▶ **Assignment**:
Among the lines below, a stretch begins at the one with "pub fn has_hydrogens(system: &MolecularSystem)" and ends at the one with "several are needed.". Repeat that stretch exactly, ends included.

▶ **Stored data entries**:

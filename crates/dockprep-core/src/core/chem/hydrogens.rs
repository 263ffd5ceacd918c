use crate::core::chem::element::Element;
use crate::core::models::atom::Atom;
use crate::core::models::ids::AtomId;
use crate::core::models::system::MolecularSystem;
use nalgebra::{Rotation3, Unit, Vector3};

/// N-H bond length in Angstroms.
const N_H_BOND_LENGTH: f64 = 1.01;
/// O-H bond length in Angstroms.
const O_H_BOND_LENGTH: f64 = 0.96;
/// S-H bond length in Angstroms.
const S_H_BOND_LENGTH: f64 = 1.34;
/// C=O bonds are shorter than C-O; below this length an oxygen is treated as a
/// carbonyl and left unprotonated.
const CARBONYL_CO_LENGTH: f64 = 1.28;
/// Half the tetrahedral angle in degrees, used to fan out multiple hydrogens
/// around the anchor direction.
const TETRAHEDRAL_HALF_ANGLE_DEG: f64 = 54.75;

/// AutoDock type label for polar (donor) hydrogens.
const POLAR_HYDROGEN_TYPE: &str = "HD";

/// Returns true if the system contains any hydrogen atoms.
pub fn has_hydrogens(system: &MolecularSystem) -> bool {
    system.atoms_iter().any(|(_, atom)| atom.is_hydrogen())
}

/// Adds missing hydrogens to polar heavy atoms (N, O, S).
///
/// Each under-coordinated polar atom receives as many hydrogens as its typical
/// valence is short, placed at standard bond length opposite the mean direction of
/// its existing neighbors and fanned out tetrahedrally when several are needed.
/// Carbonyl-like oxygens (a single short bond to carbon) are left alone. Receptor
/// preparation only ever keeps polar hydrogens in the output, so nonpolar ones are
/// not generated in the first place.
///
/// Returns the number of hydrogens added.
pub fn add_polar_hydrogens(system: &mut MolecularSystem) -> usize {
    struct Placement {
        parent_id: AtomId,
        count: usize,
    }

    let mut placements = Vec::new();
    for (atom_id, atom) in system.atoms_iter() {
        if !matches!(atom.element, Element::N | Element::O | Element::S) {
            continue;
        }
        let neighbors = system.get_bonded_neighbors(atom_id).unwrap_or(&[]);
        let missing = atom.element.typical_valence().saturating_sub(neighbors.len());
        if missing == 0 {
            continue;
        }
        if is_carbonyl_oxygen(system, atom, neighbors) {
            continue;
        }
        placements.push(Placement {
            parent_id: atom_id,
            count: missing,
        });
    }

    let mut added = 0;
    for placement in placements {
        let Some(parent) = system.atom(placement.parent_id) else {
            continue;
        };
        let parent_name = parent.name.clone();
        let parent_pos = parent.position;
        let parent_res = parent.residue_id;
        let bond_length = match parent.element {
            Element::N => N_H_BOND_LENGTH,
            Element::S => S_H_BOND_LENGTH,
            _ => O_H_BOND_LENGTH,
        };

        let anchor = anchor_direction(system, placement.parent_id, &parent_pos);
        for (index, direction) in
            hydrogen_directions(&anchor, placement.count).into_iter().enumerate()
        {
            let position = parent_pos + direction.into_inner() * bond_length;
            let name = hydrogen_name(&parent_name, placement.count, index);

            let mut hydrogen = Atom::new(&name, parent_res, Element::H, position);
            hydrogen.autodock_type = POLAR_HYDROGEN_TYPE.to_string();

            if let Some(h_id) = system.add_atom_to_residue(parent_res, hydrogen) {
                system.add_bond(placement.parent_id, h_id);
                added += 1;
            }
        }
    }
    added
}

fn is_carbonyl_oxygen(system: &MolecularSystem, atom: &Atom, neighbors: &[AtomId]) -> bool {
    if atom.element != Element::O || neighbors.len() != 1 {
        return false;
    }
    let Some(neighbor) = system.atom(neighbors[0]) else {
        return false;
    };
    neighbor.element == Element::C
        && (neighbor.position - atom.position).norm() < CARBONYL_CO_LENGTH
}

/// Direction pointing away from the existing neighbors of `parent_id`.
fn anchor_direction(
    system: &MolecularSystem,
    parent_id: AtomId,
    parent_pos: &nalgebra::Point3<f64>,
) -> Unit<Vector3<f64>> {
    let mut sum = Vector3::zeros();
    if let Some(neighbors) = system.get_bonded_neighbors(parent_id) {
        for &neighbor_id in neighbors {
            if let Some(neighbor) = system.atom(neighbor_id) {
                let delta = neighbor.position - parent_pos;
                let norm = delta.norm();
                if norm > f64::EPSILON {
                    sum += delta / norm;
                }
            }
        }
    }
    if sum.norm() > 1e-6 {
        Unit::new_normalize(-sum)
    } else {
        Unit::new_unchecked(Vector3::x())
    }
}

/// Fans `count` unit vectors around `anchor`.
///
/// A single hydrogen sits exactly on the anchor; several are tilted off it by half
/// the tetrahedral angle and distributed evenly around it.
fn hydrogen_directions(anchor: &Unit<Vector3<f64>>, count: usize) -> Vec<Unit<Vector3<f64>>> {
    if count <= 1 {
        return vec![*anchor];
    }

    let reference = if anchor.x.abs() < 0.9 {
        Vector3::x()
    } else {
        Vector3::y()
    };
    let tilt_axis = Unit::new_normalize(anchor.cross(&reference));
    let tilted = Rotation3::from_axis_angle(&tilt_axis, TETRAHEDRAL_HALF_ANGLE_DEG.to_radians())
        * anchor.into_inner();

    let spin_step = std::f64::consts::TAU / count as f64;
    (0..count)
        .map(|k| {
            let spin = Rotation3::from_axis_angle(anchor, spin_step * k as f64);
            Unit::new_normalize(spin * tilted)
        })
        .collect()
}

fn hydrogen_name(parent_name: &str, count: usize, index: usize) -> String {
    let suffix: String = parent_name.chars().skip(1).collect();
    let base = format!("H{suffix}");
    let name = if count > 1 {
        format!("{base}{}", index + 1)
    } else {
        base
    };
    name.chars().take(4).collect()
}
use crate::error::{CliError, Result};
use std::fs::File;
use std::path::PathBuf;
use tracing_subscriber::{
    filter::LevelFilter,
    fmt::{self},
    prelude::*,
};

pub fn setup_logging(verbosity: u8, quiet: bool, log_file: Option<PathBuf>) -> Result<()> {
    let level_filter = if quiet {
        LevelFilter::OFF
    } else {
        match verbosity {
            0 => LevelFilter::WARN,
            1 => LevelFilter::INFO,
            2 => LevelFilter::DEBUG,
            _ => LevelFilter::TRACE,
        }
    };

    let stderr_layer = fmt::layer()
        .with_writer(std::io::stderr)
        .with_ansi(true)
        .with_target(false)
        .compact();

    let subscriber = tracing_subscriber::registry()
        .with(level_filter)
        .with(stderr_layer);

    if let Some(path) = log_file {
        let file = File::create(&path).map_err(CliError::Io)?;

        let file_layer = fmt::layer()
            .with_writer(file)
            .with_ansi(false)
            .with_thread_ids(true)
            .with_target(true);

        subscriber.with(file_layer).init();
    } else {
        subscriber.init();
    }

    Ok(())
}
//! Preparation engine: configuration, cleanup passes, progress reporting, and
//! the error type shared by the workflow layer.

pub mod cleanup;
pub mod config;
pub mod error;
pub mod progress;
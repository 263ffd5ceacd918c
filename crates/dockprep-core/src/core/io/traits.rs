use crate::core::models::system::MolecularSystem;
use std::error::Error;
use std::fs::File;
use std::io::{self, BufRead, BufReader, BufWriter, Write};
use std::path::Path;

/// Defines the interface for reading molecular structure formats.
///
/// A single file may contain several molecules (NMR models, for instance), so
/// reading yields a vector of systems in file order. Implementors handle
/// format-specific parsing.
pub trait StructureReader {
    /// The error type for read operations.
    type Error: Error + From<io::Error>;

    /// Reads every molecule in the input, in file order.
    ///
    /// # Errors
    ///
    /// Returns an error if parsing fails or I/O operations encounter issues.
    fn read_from(reader: &mut impl BufRead) -> Result<Vec<MolecularSystem>, Self::Error>;

    /// Reads every molecule from a file path.
    ///
    /// Molecules are named after the file stem; when the file holds more than
    /// one, an index suffix keeps the names distinct.
    ///
    /// # Errors
    ///
    /// Returns an error if the file cannot be opened or parsing fails.
    fn read_from_path<P: AsRef<Path>>(path: P) -> Result<Vec<MolecularSystem>, Self::Error> {
        let path = path.as_ref();
        let file = File::open(path)?;
        let mut reader = BufReader::new(file);
        let mut systems = Self::read_from(&mut reader)?;

        let stem = path
            .file_stem()
            .map(|s| s.to_string_lossy().into_owned())
            .unwrap_or_else(|| "receptor".to_string());
        let multiple = systems.len() > 1;
        for (index, system) in systems.iter_mut().enumerate() {
            if system.name().is_empty() {
                if multiple {
                    system.set_name(&format!("{}_{}", stem, index + 1));
                } else {
                    system.set_name(&stem);
                }
            }
        }
        Ok(systems)
    }
}

/// Defines the interface for writing a molecular system to a structure format.
pub trait StructureWriter {
    /// The error type for write operations.
    type Error: Error + From<io::Error>;

    /// Writes the system to a writer.
    ///
    /// # Errors
    ///
    /// Returns an error if writing fails or I/O operations encounter issues.
    fn write_to(system: &MolecularSystem, writer: &mut impl Write) -> Result<(), Self::Error>;

    /// Writes the system to a file path.
    ///
    /// # Errors
    ///
    /// Returns an error if the file cannot be created or writing fails.
    fn write_to_path<P: AsRef<Path>>(
        system: &MolecularSystem,
        path: P,
    ) -> Result<(), Self::Error> {
        let file = File::create(path)?;
        let mut writer = BufWriter::new(file);
        Self::write_to(system, &mut writer)
    }
}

▶ **Finished exercise**:
pub fn has_hydrogens(system: &MolecularSystem) -> bool {
    system.atoms_iter().any(|(_, atom)| atom.is_hydrogen())
}

/// Adds missing hydrogens to polar heavy atoms (N, O, S).
///
/// Each under-coordinated polar atom receives as many hydrogens as its typical
/// valence is short, placed at standard bond length opposite the mean direction of
/// its existing neighbors and fanned out tetrahedrally when several are needed.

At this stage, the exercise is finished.